Во-первых, мы не связаны определенным сроком для достижения наших целей в мирное время. У нас нет строгого чередования периодов войны и мира, что побуждало бы нас заявить: мы должны достичь наших целей в мирное время к такой-то дате или «прибегнем к другим средствам»…
Во-вторых, мы обоснованно не должны испытывать решительно никакого чувства вины, добиваясь уничтожения концепций, не совместимых с международным миром и стабильностью, и замены их концепциями терпимости и международного сотрудничества. Не наше дело раздумывать над внутренними последствиями, к каким может привести принятие такого рода концепций в другой стране, равным образом мы не должны думать, что несем хоть какую-нибудь ответственность за эти события… Если советские лидеры сочтут, что растущее значение более просвещенных концепций международных отношений несовместимо с сохранением их власти в России, то это их, а не наше дело. Наше дело работать и добиться того, чтобы там свершились внутренние события… Как правительство, мы не несем ответственности за внутренние условия в России…»[152]

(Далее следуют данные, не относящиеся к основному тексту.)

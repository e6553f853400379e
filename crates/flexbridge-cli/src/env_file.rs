//! Dotenv file store.
//!
//! Worker processes that are not children of the bootstrap (cron jobs,
//! queue consumers started by a supervisor) read their configuration from a
//! dotenv file instead of the inherited environment.

use std::collections::BTreeMap;
use std::path::PathBuf;

use flexbridge_core::{EnvironmentSink, Error};

use crate::formatter::dotenv_quote;

/// Variables mirrored into a dotenv file.
///
/// The file is rewritten on every write, so it always holds every variable
/// set so far. It only reflects this run; previous contents are replaced.
pub struct EnvFileSink {
    path: PathBuf,
    vars: BTreeMap<String, String>,
}

impl EnvFileSink {
    /// Create a store writing to `path`.
    pub fn new(path: impl Into<PathBuf>) -> Self {
        Self {
            path: path.into(),
            vars: BTreeMap::new(),
        }
    }

    fn render(&self) -> String {
        let mut out = String::new();
        for (name, value) in &self.vars {
            out.push_str(name);
            out.push('=');
            out.push_str(&dotenv_quote(value));
            out.push('\n');
        }
        out
    }
}

impl EnvironmentSink for EnvFileSink {
    fn get(&self, name: &str) -> Option<String> {
        self.vars.get(name).cloned()
    }

    fn set(&mut self, name: &str, value: &str) -> flexbridge_core::Result<()> {
        self.vars.insert(name.to_string(), value.to_string());
        std::fs::write(&self.path, self.render()).map_err(|e| Error::Write {
            name: name.to_string(),
            reason: format!("{}: {}", self.path.display(), e),
        })
    }
}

23 ноября 1948 года президентом Трумэном была утверждена директива СНБ 20/4. Она во многом воспроизводила основные положения предшествовавшего документа. Однако по сравнению с СНБ 20/1 в ней делался больший упор на подрывную работу с конечным выводом:
«Если Соединенные Штаты используют потенциальные возможности психологической войны и подрывной деятельности, СССР встанет перед лицом увеличения недовольства и подпольной оппозиции в зоне, находящейся под советским контролем».

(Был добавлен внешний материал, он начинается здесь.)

//! Allocator shim.
//!
//! ```ignore
//! use benchmeter_core::hooks::CountingAllocator;
//!
//! #[global_allocator]
//! static ALLOC: CountingAllocator = CountingAllocator::counting();
//! ```

use super::{Counting, EventSink, EventSource, Passthrough};
use std::alloc::{GlobalAlloc, Layout, System};

/// `GlobalAlloc` that delegates to `A` and reports every successful
/// allocation and deallocation to `S`.
#[derive(Debug, Default)]
pub struct InterposingAllocator<A = System, S = Counting> {
    inner: A,
    sink: S,
}

/// Counts into the global hook registry.
pub type CountingAllocator = InterposingAllocator<System, Counting>;

/// Same shape, no counting.
pub type PassthroughAllocator = InterposingAllocator<System, Passthrough>;

impl CountingAllocator {
    pub const fn counting() -> Self {
        Self::new(System, Counting)
    }
}

impl PassthroughAllocator {
    pub const fn passthrough() -> Self {
        Self::new(System, Passthrough)
    }
}

impl<A, S> InterposingAllocator<A, S> {
    pub const fn new(inner: A, sink: S) -> Self {
        Self { inner, sink }
    }

    pub fn sink(&self) -> &S {
        &self.sink
    }
}

unsafe impl<A: GlobalAlloc, S: EventSink + Sync> GlobalAlloc for InterposingAllocator<A, S> {
    #[inline]
    unsafe fn alloc(&self, layout: Layout) -> *mut u8 {
        let ptr = unsafe { self.inner.alloc(layout) };
        if !ptr.is_null() {
            self.sink.record(EventSource::Allocation, layout.size() as u64);
        }
        ptr
    }

    #[inline]
    unsafe fn alloc_zeroed(&self, layout: Layout) -> *mut u8 {
        let ptr = unsafe { self.inner.alloc_zeroed(layout) };
        if !ptr.is_null() {
            self.sink.record(EventSource::Allocation, layout.size() as u64);
        }
        ptr
    }

    #[inline]
    unsafe fn dealloc(&self, ptr: *mut u8, layout: Layout) {
        unsafe { self.inner.dealloc(ptr, layout) };
        self.sink.record(EventSource::Deallocation, layout.size() as u64);
    }

    #[inline]
    unsafe fn realloc(&self, ptr: *mut u8, layout: Layout, new_size: usize) -> *mut u8 {
        let new_ptr = unsafe { self.inner.realloc(ptr, layout, new_size) };
        // A failed realloc leaves the old block in place
        if !new_ptr.is_null() {
            self.sink.record(EventSource::Allocation, new_size as u64);
            self.sink.record(EventSource::Deallocation, layout.size() as u64);
        }
        new_ptr
    }
}

#[cfg(test)]
mod tests {
    use super::*;
    use crate::hooks::HookRegistry;

    static REGISTRY: HookRegistry = HookRegistry::new();

    fn local_allocator() -> InterposingAllocator<System, &'static HookRegistry> {
        InterposingAllocator::new(System, &REGISTRY)
    }

    #[test]
    fn allocator_reports_alloc_realloc_and_dealloc() {
        let allocator = local_allocator();
        REGISTRY.install(EventSource::Allocation).unwrap();
        REGISTRY.install(EventSource::Deallocation).unwrap();

        let layout = Layout::from_size_align(32, 8).unwrap();
        unsafe {
            let ptr = allocator.alloc(layout);
            assert!(!ptr.is_null());
            let grown = allocator.realloc(ptr, layout, 128);
            assert!(!grown.is_null());
            let grown_layout = Layout::from_size_align(128, 8).unwrap();
            allocator.dealloc(grown, grown_layout);

            let zeroed = allocator.alloc_zeroed(layout);
            assert!(!zeroed.is_null());
            assert_eq!(*zeroed, 0);
            allocator.dealloc(zeroed, layout);
        }

        REGISTRY.uninstall(EventSource::Allocation);
        REGISTRY.uninstall(EventSource::Deallocation);

        assert_eq!(REGISTRY.read(EventSource::Allocation), 3);
        assert_eq!(REGISTRY.read_amount(EventSource::Allocation), 32 + 128 + 32);
        assert_eq!(REGISTRY.read(EventSource::Deallocation), 3);
        assert_eq!(REGISTRY.read_amount(EventSource::Deallocation), 32 + 128 + 32);
    }

    #[test]
    fn passthrough_allocator_behaves_like_system() {
        let allocator = PassthroughAllocator::passthrough();
        let layout = Layout::from_size_align(16, 4).unwrap();
        unsafe {
            let ptr = allocator.alloc(layout);
            assert!(!ptr.is_null());
            ptr.write_bytes(0xAB, 16);
            assert_eq!(*ptr.add(15), 0xAB);
            allocator.dealloc(ptr, layout);
        }
    }
}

14 сентября 1949 года президентом Трумэном была утверждена директива СНБ-58, касающаяся политики США «в отношении советских сателлитов в Восточной Европе». В этом документе была намечена важная линия в психологической войне, направленная на разжигание внутри социалистического блока национальных противоречий. По мнению разработчиков директивы, «такую слабость Соединенные Штаты должны использовать… двинув, как острие клина, для подрыва авторитета СССР создание группы антимосковских коммунистических государств»[153].
В директиве говорилось:
«Наша конечная цель, разумеется, — появление в Восточной Европе нетоталитарных правительств, стремящихся связаться и устроиться в сообществе свободного мира. Однако серьезнейшие тактические соображения препятствуют выдвижению этой цели как непосредственной… Для нас практически осуществимый курс — содействовать еретическому процессу отделения сателлитов. Как бы они ни представлялись слабыми, уже существуют предпосылки для еретического раскола. Мы можем способствовать расширению этих трещин, не беря на себя за это никакой ответственности. А когда произойдет разрыв, мы прямо не будем впутаны в вызов советскому престижу, ссора будет происходить между Кремлем и коммунистической реформацией».